A patient hospitalized at Toronto General Hospital with Ebola-like symptoms has tested negative for the virus, health officials confirmed early Saturday.

The patient, admitted Thursday, had been placed in isolation as a precautionary measure before the tests – which were sent to the National Microbiology Laboratory in Winnipeg – came back negative.

Gillian Howard, spokesperson for Toronto’s University Health Network, said early Saturday that the hospital followed an isolation protocol because the patient had a fever and had returned from Nigeria within the past 21 days.

Now that the tests have come back negative, the protocol will be discontinued.

“This means that the patient will not be isolated and staff caring for the patient will not be using special personal protective equipment for Ebola while providing care,” Howard said in a statement.
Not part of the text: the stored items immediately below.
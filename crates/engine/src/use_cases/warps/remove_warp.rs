//! Remove warp use case.

use std::sync::Arc;

use warps_domain::{DimensionId, Position, Warp};

use crate::entities::WarpRegistry;

use super::error::WarpError;
use super::list_warps::ListWarps;
use super::types::RemoveOutcome;

pub struct RemoveWarp {
    registry: Arc<WarpRegistry>,
    list: Arc<ListWarps>,
}

impl RemoveWarp {
    pub fn new(registry: Arc<WarpRegistry>, list: Arc<ListWarps>) -> Self {
        Self { registry, list }
    }

    /// Remove the warp with the given name (ignoring case), or hand back the
    /// sorted list when no name is given.
    pub async fn execute(
        &self,
        name: Option<&str>,
        position: &Position,
        dimension: &DimensionId,
    ) -> Result<RemoveOutcome, WarpError> {
        let Some(name) = name.map(str::trim).filter(|n| !n.is_empty()) else {
            let entries = self.list.execute(position, dimension).await?;
            return Ok(RemoveOutcome::Choose(entries));
        };

        let warp = self
            .registry
            .find_by_name(name, true)
            .await?
            .ok_or_else(|| WarpError::NotFound(name.to_string()))?;

        self.registry.remove(&warp).await?;
        Ok(RemoveOutcome::Removed(warp))
    }

    /// Remove exactly this record, as picked from a list.
    ///
    /// Fails with `NotFound` when the record vanished since the list was shown.
    pub async fn remove_exact(&self, warp: &Warp) -> Result<(), WarpError> {
        let removed = self.registry.remove(warp).await?;
        if removed == 0 {
            return Err(WarpError::NotFound(warp.name.to_string()));
        }
        Ok(())
    }
}
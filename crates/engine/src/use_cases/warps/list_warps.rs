//! List warps use case.
//!
//! Builds the distance-sorted warp list shown by the teleport and removal menus.

use std::sync::Arc;

use warps_domain::{distance_in_dimension, sort_by_distance_from, DimensionId, IconCatalog, Position};

use crate::entities::WarpRegistry;

use super::error::WarpError;
use super::types::WarpListEntry;

pub struct ListWarps {
    registry: Arc<WarpRegistry>,
    catalog: Arc<IconCatalog>,
}

impl ListWarps {
    pub fn new(registry: Arc<WarpRegistry>, catalog: Arc<IconCatalog>) -> Self {
        Self { registry, catalog }
    }

    /// Valid warps, nearest first, as seen from `position` in `dimension`.
    pub async fn execute(
        &self,
        position: &Position,
        dimension: &DimensionId,
    ) -> Result<Vec<WarpListEntry>, WarpError> {
        let warps = self.registry.load_valid().await?;
        let sorted = sort_by_distance_from(&warps, position, dimension);

        Ok(sorted
            .into_iter()
            .map(|warp| WarpListEntry {
                icon_path: self.catalog.path_for(warp.icon.as_deref()).to_string(),
                distance: distance_in_dimension(&warp, position, dimension),
                warp,
            })
            .collect())
    }
}
//! World dimension identifiers.

use serde::{Deserialize, Serialize};
use std::fmt;

/// Identifier of one of the game's distinct world spaces
/// (e.g. `minecraft:overworld`).
#[derive(Debug, Clone, PartialEq, Eq, Hash, Serialize, Deserialize)]
#[serde(transparent)]
pub struct DimensionId(String);

impl DimensionId {
    pub const OVERWORLD: &'static str = "minecraft:overworld";
    pub const NETHER: &'static str = "minecraft:nether";
    pub const THE_END: &'static str = "minecraft:the_end";

    pub fn new(id: impl Into<String>) -> Self {
        Self(id.into())
    }

    pub fn overworld() -> Self {
        Self::new(Self::OVERWORLD)
    }

    pub fn as_str(&self) -> &str {
        &self.0
    }

    /// Dimensions the vanilla game ships with.
    pub fn is_builtin(&self) -> bool {
        matches!(
            self.0.as_str(),
            Self::OVERWORLD | Self::NETHER | Self::THE_END
        )
    }
}

impl Default for DimensionId {
    fn default() -> Self {
        Self::overworld()
    }
}

impl fmt::Display for DimensionId {
    fn fmt(&self, f: &mut fmt::Formatter<'_>) -> fmt::Result {
        write!(f, "{}", self.0)
    }
}

impl From<&str> for DimensionId {
    fn from(value: &str) -> Self {
        Self::new(value)
    }
}

impl From<String> for DimensionId {
    fn from(value: String) -> Self {
        Self(value)
    }
}

#[cfg(test)]
mod tests {
    use super::*;

    #[test]
    fn builtin_dimensions() {
        assert!(DimensionId::overworld().is_builtin());
        assert!(DimensionId::from(DimensionId::NETHER).is_builtin());
        assert!(!DimensionId::from("custom:moon").is_builtin());
    }

    #[test]
    fn serializes_as_plain_string() {
        let json = serde_json::to_string(&DimensionId::from("minecraft:nether")).unwrap();
        assert_eq!(json, "\"minecraft:nether\"");
    }
}
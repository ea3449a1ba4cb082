//! In-memory property store, for tests and throwaway worlds.

use std::collections::HashMap;

use async_trait::async_trait;
use tokio::sync::RwLock;

use crate::infrastructure::ports::{PropertyStorePort, RepoError};

#[derive(Default)]
pub struct InMemoryPropertyStore {
    properties: RwLock<HashMap<String, String>>,
}

impl InMemoryPropertyStore {
    pub fn new() -> Self {
        Self::default()
    }

    /// Store seeded with one raw property value.
    pub fn with_property(key: impl Into<String>, value: impl Into<String>) -> Self {
        let mut properties = HashMap::new();
        properties.insert(key.into(), value.into());
        Self {
            properties: RwLock::new(properties),
        }
    }
}

#[async_trait]
impl PropertyStorePort for InMemoryPropertyStore {
    async fn get_property(&self, key: &str) -> Result<Option<String>, RepoError> {
        Ok(self.properties.read().await.get(key).cloned())
    }

    async fn set_property(&self, key: &str, value: &str) -> Result<(), RepoError> {
        self.properties
            .write()
            .await
            .insert(key.to_string(), value.to_string());
        Ok(())
    }
}

#[cfg(test)]
mod tests {
    use super::*;

    #[tokio::test]
    async fn missing_key_is_none() {
        let store = InMemoryPropertyStore::new();
        assert_eq!(store.get_property("warps").await.unwrap(), None);
    }

    #[tokio::test]
    async fn set_overwrites() {
        let store = InMemoryPropertyStore::with_property("warps", "[]");
        store.set_property("warps", "[1]").await.unwrap();
        assert_eq!(
            store.get_property("warps").await.unwrap().as_deref(),
            Some("[1]")
        );
    }
}
//! Infrastructure - port traits and their adapters.

pub mod app_settings;
pub mod bridge;
pub mod cache;
pub mod clock;
pub mod persistence;
pub mod ports;
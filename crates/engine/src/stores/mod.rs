//! In-memory state storage modules.
//!
//! Stores manage runtime state that doesn't belong in the world properties:
//! - `WizardSessionStore` - creation wizards in progress, one per player
//! - `PresentedListStore` - the warp list last shown to each player

pub mod presented_list;
pub mod wizard_session;

pub use presented_list::{PresentedList, PresentedListStore};
pub use wizard_session::WizardSessionStore;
Howard said when travel history and any of the symptoms consistent with Ebola are present, the protocol requires staff to use full Personal Protective Equipment (PPE) when working with the patient.

That patient must also be placed in isolation and tested for Ebola, she said. These precautions must continue until the virus has been ruled out, symptoms resolve themselves, or a diagnosis of another illness is confirmed, she added.

“These protocols are designed to protect our staff, our patients and visitors to the hospital. In the coming months, there will be occasions at UHN and at hospitals throughout the GTA where such protocols are put into effect,” Howard said.

In an earlier email statement, the University Health Network said Ebola is one of "several diagnoses being considered at this point" for the patient.

Other hospitals in Montreal, St. Catherines and Brampton have also recently quarantined patients with flu-like symptoms who have returned from West Africa. These patients all tested negative for the Ebola virus.

Last week, a man in Texas tested positive for the Ebola virus. It’s also been reported that an American TV news cameraman working in Liberia tested positive for the virus and will be flown back to the U.S.

 

The Ebola virus has killed more than 3,400 people in West Africa, according to the World Health Organization.